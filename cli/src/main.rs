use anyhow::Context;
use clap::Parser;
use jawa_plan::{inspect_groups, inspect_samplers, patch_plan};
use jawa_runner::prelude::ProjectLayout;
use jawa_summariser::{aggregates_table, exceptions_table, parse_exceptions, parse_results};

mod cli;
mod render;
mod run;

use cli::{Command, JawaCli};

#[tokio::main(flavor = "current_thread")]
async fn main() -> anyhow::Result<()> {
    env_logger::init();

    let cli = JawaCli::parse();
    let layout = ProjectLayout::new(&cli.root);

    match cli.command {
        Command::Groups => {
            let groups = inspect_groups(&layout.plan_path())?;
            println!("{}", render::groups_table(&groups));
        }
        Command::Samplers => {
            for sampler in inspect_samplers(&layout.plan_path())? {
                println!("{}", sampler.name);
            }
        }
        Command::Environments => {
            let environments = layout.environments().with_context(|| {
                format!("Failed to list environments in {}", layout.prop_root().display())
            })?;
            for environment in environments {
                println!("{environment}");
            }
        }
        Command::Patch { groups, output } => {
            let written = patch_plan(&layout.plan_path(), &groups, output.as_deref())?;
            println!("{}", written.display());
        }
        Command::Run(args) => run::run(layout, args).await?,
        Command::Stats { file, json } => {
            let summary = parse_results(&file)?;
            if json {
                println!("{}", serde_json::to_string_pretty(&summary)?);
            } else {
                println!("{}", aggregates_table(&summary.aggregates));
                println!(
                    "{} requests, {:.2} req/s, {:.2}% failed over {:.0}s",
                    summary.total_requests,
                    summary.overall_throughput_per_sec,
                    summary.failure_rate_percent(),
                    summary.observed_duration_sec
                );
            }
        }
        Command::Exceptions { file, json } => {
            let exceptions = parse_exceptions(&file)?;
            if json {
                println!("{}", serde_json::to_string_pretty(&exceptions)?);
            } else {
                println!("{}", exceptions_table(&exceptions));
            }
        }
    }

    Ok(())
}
--
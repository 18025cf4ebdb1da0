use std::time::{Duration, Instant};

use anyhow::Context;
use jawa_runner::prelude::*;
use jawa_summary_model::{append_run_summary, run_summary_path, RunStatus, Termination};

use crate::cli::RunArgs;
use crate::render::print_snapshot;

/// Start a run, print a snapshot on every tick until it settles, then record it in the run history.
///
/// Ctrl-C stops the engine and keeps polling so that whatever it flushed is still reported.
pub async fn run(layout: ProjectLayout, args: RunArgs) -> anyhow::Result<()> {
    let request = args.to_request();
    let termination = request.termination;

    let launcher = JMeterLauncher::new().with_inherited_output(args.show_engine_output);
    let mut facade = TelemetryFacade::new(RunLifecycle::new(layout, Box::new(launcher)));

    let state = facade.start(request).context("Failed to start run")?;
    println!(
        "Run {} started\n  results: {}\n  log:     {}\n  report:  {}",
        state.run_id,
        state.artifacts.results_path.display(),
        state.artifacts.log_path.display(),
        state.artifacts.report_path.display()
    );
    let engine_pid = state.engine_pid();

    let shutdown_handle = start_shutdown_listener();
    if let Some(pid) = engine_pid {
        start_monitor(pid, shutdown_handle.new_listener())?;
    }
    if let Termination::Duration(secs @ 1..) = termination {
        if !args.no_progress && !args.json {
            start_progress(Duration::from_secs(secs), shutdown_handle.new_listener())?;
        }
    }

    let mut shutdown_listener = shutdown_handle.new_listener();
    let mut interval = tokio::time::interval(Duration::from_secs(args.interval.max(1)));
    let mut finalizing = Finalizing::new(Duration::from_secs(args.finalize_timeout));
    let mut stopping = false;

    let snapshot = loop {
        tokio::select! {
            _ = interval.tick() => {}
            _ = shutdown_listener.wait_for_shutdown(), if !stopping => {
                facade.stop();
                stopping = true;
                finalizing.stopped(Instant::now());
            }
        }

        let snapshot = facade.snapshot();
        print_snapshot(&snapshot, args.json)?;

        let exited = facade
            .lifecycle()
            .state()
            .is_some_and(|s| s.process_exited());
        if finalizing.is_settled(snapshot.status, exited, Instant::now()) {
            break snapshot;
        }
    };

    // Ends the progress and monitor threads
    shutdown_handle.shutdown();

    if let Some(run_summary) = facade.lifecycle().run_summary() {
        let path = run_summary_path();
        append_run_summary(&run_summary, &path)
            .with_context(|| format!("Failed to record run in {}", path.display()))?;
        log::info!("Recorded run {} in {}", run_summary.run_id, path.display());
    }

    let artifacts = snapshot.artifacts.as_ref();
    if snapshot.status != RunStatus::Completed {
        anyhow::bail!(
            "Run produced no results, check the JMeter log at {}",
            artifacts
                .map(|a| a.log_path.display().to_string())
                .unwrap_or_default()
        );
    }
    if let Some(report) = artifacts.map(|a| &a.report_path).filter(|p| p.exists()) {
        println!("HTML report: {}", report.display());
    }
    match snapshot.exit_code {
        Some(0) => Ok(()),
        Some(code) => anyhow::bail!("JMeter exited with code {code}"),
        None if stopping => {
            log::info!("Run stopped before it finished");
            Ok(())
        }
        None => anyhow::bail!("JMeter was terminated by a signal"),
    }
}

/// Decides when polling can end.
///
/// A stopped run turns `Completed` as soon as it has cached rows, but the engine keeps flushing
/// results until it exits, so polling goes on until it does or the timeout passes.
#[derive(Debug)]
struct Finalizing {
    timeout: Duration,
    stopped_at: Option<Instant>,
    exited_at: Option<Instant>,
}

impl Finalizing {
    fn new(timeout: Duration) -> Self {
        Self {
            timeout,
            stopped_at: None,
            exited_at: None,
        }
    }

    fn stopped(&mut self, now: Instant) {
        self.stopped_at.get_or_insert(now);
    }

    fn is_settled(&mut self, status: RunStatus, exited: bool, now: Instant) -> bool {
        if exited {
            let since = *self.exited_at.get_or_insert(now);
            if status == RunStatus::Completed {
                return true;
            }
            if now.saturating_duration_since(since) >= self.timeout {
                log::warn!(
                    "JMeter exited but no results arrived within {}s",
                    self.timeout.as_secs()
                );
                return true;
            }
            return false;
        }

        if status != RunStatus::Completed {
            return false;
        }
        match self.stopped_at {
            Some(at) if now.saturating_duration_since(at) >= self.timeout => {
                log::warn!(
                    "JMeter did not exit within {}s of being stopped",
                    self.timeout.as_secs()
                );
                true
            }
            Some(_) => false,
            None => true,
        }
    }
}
---
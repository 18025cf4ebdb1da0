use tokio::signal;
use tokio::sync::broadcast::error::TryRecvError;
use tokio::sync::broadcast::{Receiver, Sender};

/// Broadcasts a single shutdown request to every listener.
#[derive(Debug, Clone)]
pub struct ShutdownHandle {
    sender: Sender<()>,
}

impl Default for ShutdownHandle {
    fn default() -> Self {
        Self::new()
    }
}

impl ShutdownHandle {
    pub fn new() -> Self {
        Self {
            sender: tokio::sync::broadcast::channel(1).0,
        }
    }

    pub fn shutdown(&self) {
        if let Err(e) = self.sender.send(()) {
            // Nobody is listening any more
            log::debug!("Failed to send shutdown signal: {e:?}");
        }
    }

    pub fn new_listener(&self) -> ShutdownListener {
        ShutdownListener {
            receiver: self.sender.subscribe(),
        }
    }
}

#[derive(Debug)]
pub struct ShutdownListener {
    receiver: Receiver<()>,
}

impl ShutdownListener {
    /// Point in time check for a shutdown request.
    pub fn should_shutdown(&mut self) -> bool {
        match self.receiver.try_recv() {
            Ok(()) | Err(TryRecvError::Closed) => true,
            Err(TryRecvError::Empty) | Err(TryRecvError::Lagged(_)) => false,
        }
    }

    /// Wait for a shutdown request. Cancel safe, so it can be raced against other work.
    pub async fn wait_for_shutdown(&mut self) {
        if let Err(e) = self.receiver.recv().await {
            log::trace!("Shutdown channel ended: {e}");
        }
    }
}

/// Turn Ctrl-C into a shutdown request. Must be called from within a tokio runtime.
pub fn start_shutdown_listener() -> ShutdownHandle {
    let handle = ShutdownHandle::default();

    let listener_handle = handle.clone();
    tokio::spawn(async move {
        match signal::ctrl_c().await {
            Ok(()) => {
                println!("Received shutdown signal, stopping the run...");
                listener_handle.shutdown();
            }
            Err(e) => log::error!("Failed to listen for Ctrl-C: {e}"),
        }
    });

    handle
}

* _TASK_
If a line in the records contains the word "display", copy it.

* _ANSWER BOX_
                format!("Failed to list environments in {}", layout.prop_root().display())
            println!("{}", written.display());
        state.artifacts.results_path.display(),
        state.artifacts.log_path.display(),
        state.artifacts.report_path.display()
            .with_context(|| format!("Failed to record run in {}", path.display()))?;
        log::info!("Recorded run {} in {}", run_summary.run_id, path.display());
                .map(|a| a.log_path.display().to_string())
        println!("HTML report: {}", report.display());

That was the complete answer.